Vor etwa zehn Jahren habe
ich Yoga für mich entdeckt. Hier bitte, da habt ihr ein Klischee. Die Lehrerin
macht Yoga. Für mich als Sofa-Mensch steht bei dieser Form sich zu bewegen, das
Verhältnis zwischen Anstrengung und Effektivität genau im richtigen
Gleichgewicht. Außerdem bin ich beim Yoga auch in der Gruppe mit mir allein.
Wenn ich nicht möchte, muss ich mit niemandem reden. Wunderbar. Aber darum soll
es hier nicht gehen.
Kürzlich überredete mich
meine beste Freundin Sarah dazu, doch mal eine Probestunde in ihrem Fitnesskurs
zu besuchen. Hm, denke ich: Hallo Tellerrand, dann mach ich das doch mal.
„Komm
doch mal mit zum Hot-Iron“ sagte sie immer dann, wenn ich an meinem
Innenschenkelfett herumnörgelte.
„Muss
ich da beide Arme und beide Beine gleichzeitig koordinieren? Das kann ich
nämlich nicht!“ gab ich als Einwand zu bedenken.
„Nein!“,
antwortete sie (ein bisschen hatte sie gelogen, wie sich im Nachhinein
rausstellte).
„Muss
ich mich rhythmisch zu Musik bewegen? Das kann ich nämlich auch nicht!“ – der
Kampf war noch nicht verloren.
„Nein!“
antwortete sie abermals und log erneut.
„Okay,
ich sag dir gleich: ich habe weder Kraft noch Ausdauer.“ Immerhin galt es,
keine falschen Erwartungen zu schüren.
„Kein
Ding, antwortete sie, du kannst ja langsam anfangen.“ Dabei rechnete sie nicht
mit meinem Ehrgeiz.
„Ich hab dich mal zum
Probetraining angemeldet“ war das nächste. Zwei Tage später saß ich schon auf
dem Hinweg im Auto, verfluchte mich selbst für meine Entscheidung und fügte
Fitnesskurse gedanklich meiner Liste der Orte hinzu, die Misanthropen meiden sollten.

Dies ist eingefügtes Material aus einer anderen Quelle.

//! Media routes: segmentation, haptics, emotion detection, TTS, STT.

use crate::auth::Subject;
use crate::error::ApiResult;
use crate::quota::QuotaKind;
use crate::state::AppState;
use axum::extract::State;
use axum::{Extension, Json};
use base64::Engine;
use sensoria_core::{clamp01, EmotionPayload, Error, SegmentStrategy};
use sensoria_emotion::{collapse_label, MIN_INTENSITY_FACTOR};
use serde::Deserialize;
use serde_json::{json, Value};

fn decode_base64(field: &str, data: &str) -> Result<Vec<u8>, Error> {
    base64::engine::general_purpose::STANDARD
        .decode(data.trim())
        .map_err(|_| Error::invalid_argument(format!("{field} is not valid base64")))
}

// ============================================================================
// Segmentation
// ============================================================================

#[derive(Debug, Deserialize)]
pub struct SegmentRequest {
    pub text: String,
    #[serde(default)]
    pub strategy: Option<String>,
}

pub async fn segment_text(
    State(state): State<AppState>,
    Json(req): Json<SegmentRequest>,
) -> ApiResult<Json<Value>> {
    let strategy = match req.strategy.as_deref() {
        Some(raw) => SegmentStrategy::parse_str(raw).ok_or_else(|| {
            Error::invalid_argument(format!("unknown strategy '{raw}'"))
                .with_hint("one of: sentence, paragraph, adaptive")
        })?,
        None => SegmentStrategy::default(),
    };

    let segments = sensoria_segment::segment(&req.text, strategy, &state.segment_opts);
    let total_duration: f64 = segments.iter().map(|s| s.est_duration_seconds).sum();
    let total_words: usize = segments.iter().map(|s| s.word_count).sum();

    Ok(Json(json!({
        "segments": segments,
        "total_segments": segments.len(),
        "total_length": req.text.chars().count(),
        "strategy_used": strategy.as_str(),
        "metadata": {
            "total_words": total_words,
            "total_duration": total_duration,
        }
    })))
}

// ============================================================================
// Haptics
// ============================================================================

#[derive(Debug, Deserialize)]
pub struct HapticsRequest {
    #[serde(default)]
    pub text: Option<String>,
    #[serde(default)]
    pub emotion: Option<String>,
    #[serde(default)]
    pub intensity: Option<f32>,
    #[serde(default)]
    pub pattern_name: Option<String>,
}

pub async fn generate_haptics(
    State(state): State<AppState>,
    Json(req): Json<HapticsRequest>,
) -> ApiResult<Json<Value>> {
    // Resolution order: explicit pattern, then emotion label, then text.
    let (label, base_pattern) = if let Some(ref name) = req.pattern_name {
        let pattern = state
            .tables
            .haptic_by_name(name)
            .ok_or_else(|| Error::not_found(format!("no haptic pattern named '{name}'")))?;
        (None, pattern)
    } else if let Some(ref raw) = req.emotion {
        let label = collapse_label(raw);
        (Some(label), state.tables.haptic(label))
    } else if let Some(ref text) = req.text {
        let reading = state
            .emotion
            .predict(&EmotionPayload::Text(text.clone()))
            .await;
        (Some(reading.primary), state.tables.haptic(reading.primary))
    } else {
        return Err(Error::invalid_argument(
            "one of text, emotion, or pattern_name is required",
        )
        .into());
    };

    let factor = clamp01(req.intensity.unwrap_or(1.0)).max(MIN_INTENSITY_FACTOR);
    let pattern = base_pattern.scaled(factor);

    Ok(Json(json!({
        "emotion": label.map(|l| l.as_str()),
        "intensity": factor,
        "pattern": pattern,
        "events": [{ "at_seconds": 0.0, "pattern": pattern }],
    })))
}

pub async fn haptic_patterns(State(state): State<AppState>) -> Json<Value> {
    Json(json!({ "patterns": state.tables.haptic_pattern_names() }))
}

// ============================================================================
// Emotion detection
// ============================================================================

#[derive(Debug, Deserialize)]
pub struct DetectEmotionRequest {
    pub image_base64: String,
}

pub async fn detect_emotion(
    State(state): State<AppState>,
    Extension(subject): Extension<Subject>,
    Json(req): Json<DetectEmotionRequest>,
) -> ApiResult<Json<Value>> {
    state.quota.consume(&subject.0, QuotaKind::Image).await?;
    let bytes = decode_base64("image_base64", &req.image_base64)?;
    if bytes.is_empty() {
        return Err(Error::invalid_argument("image payload is empty").into());
    }
    let reading = state.emotion.predict(&EmotionPayload::Image(bytes)).await;
    Ok(Json(serde_json::to_value(reading).unwrap_or(Value::Null)))
}

// ============================================================================
// TTS / STT
// ============================================================================

#[derive(Debug, Deserialize)]
pub struct TtsRequest {
    pub text: String,
    #[serde(default)]
    pub voice: Option<String>,
    #[serde(default)]
    pub emotion: Option<String>,
    #[serde(default)]
    pub speed: Option<f32>,
}

pub async fn tts(
    State(state): State<AppState>,
    Extension(subject): Extension<Subject>,
    Json(req): Json<TtsRequest>,
) -> ApiResult<Json<Value>> {
    state.quota.consume(&subject.0, QuotaKind::Tts).await?;
    if req.text.trim().is_empty() {
        return Err(Error::invalid_argument("text must not be empty").into());
    }

    let label = collapse_label(req.emotion.as_deref().unwrap_or("neutral"));
    let mut prosody = state.tables.prosody(label);
    if let Some(ref voice) = req.voice {
        prosody.voice_id = voice.clone();
    }
    if let Some(speed) = req.speed {
        prosody.rate = sensoria_core::clamp_range(prosody.rate * speed, 0.5, 2.0);
    }

    let output = state
        .tts
        .synthesize(&req.text, &prosody)
        .await
        .map_err(|e| Error::upstream(format!("TTS synthesis failed: {e}")))?;

    Ok(Json(json!({
        "audio_url": output.audio_url,
        "audio_base64": output.audio_base64,
        "duration": output.duration_seconds,
        "format": output.format,
        "provider": output.provider,
        "voice": output.voice,
    })))
}

#[derive(Debug, Deserialize)]
pub struct SttRequest {
    pub audio_base64: String,
    #[serde(default)]
    pub language: Option<String>,
}

pub async fn stt(
    State(state): State<AppState>,
    Json(req): Json<SttRequest>,
) -> ApiResult<Json<Value>> {
    let audio = decode_base64("audio_base64", &req.audio_base64)?;
    let output = state
        .stt
        .transcribe(&audio, req.language.as_deref())
        .await
        .map_err(|e| Error::upstream(format!("STT transcription failed: {e}")))?;

    Ok(Json(json!({
        "text": output.text,
        "confidence": output.confidence,
        "language": output.language,
        "duration": output.duration_seconds,
        "provider": output.provider,
    })))
}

Der Fairness halber: es handelte sich beim Austragungsort weniger um ein
Fitnessstudio im klassischen Sinne als vielmehr um irgendwas Eklektisches,
zusammengesetzt aus Praxis, Physio und Mehrzweckraum. Also nix Ergometer und schweißschillernde Narzissten. Immerhin.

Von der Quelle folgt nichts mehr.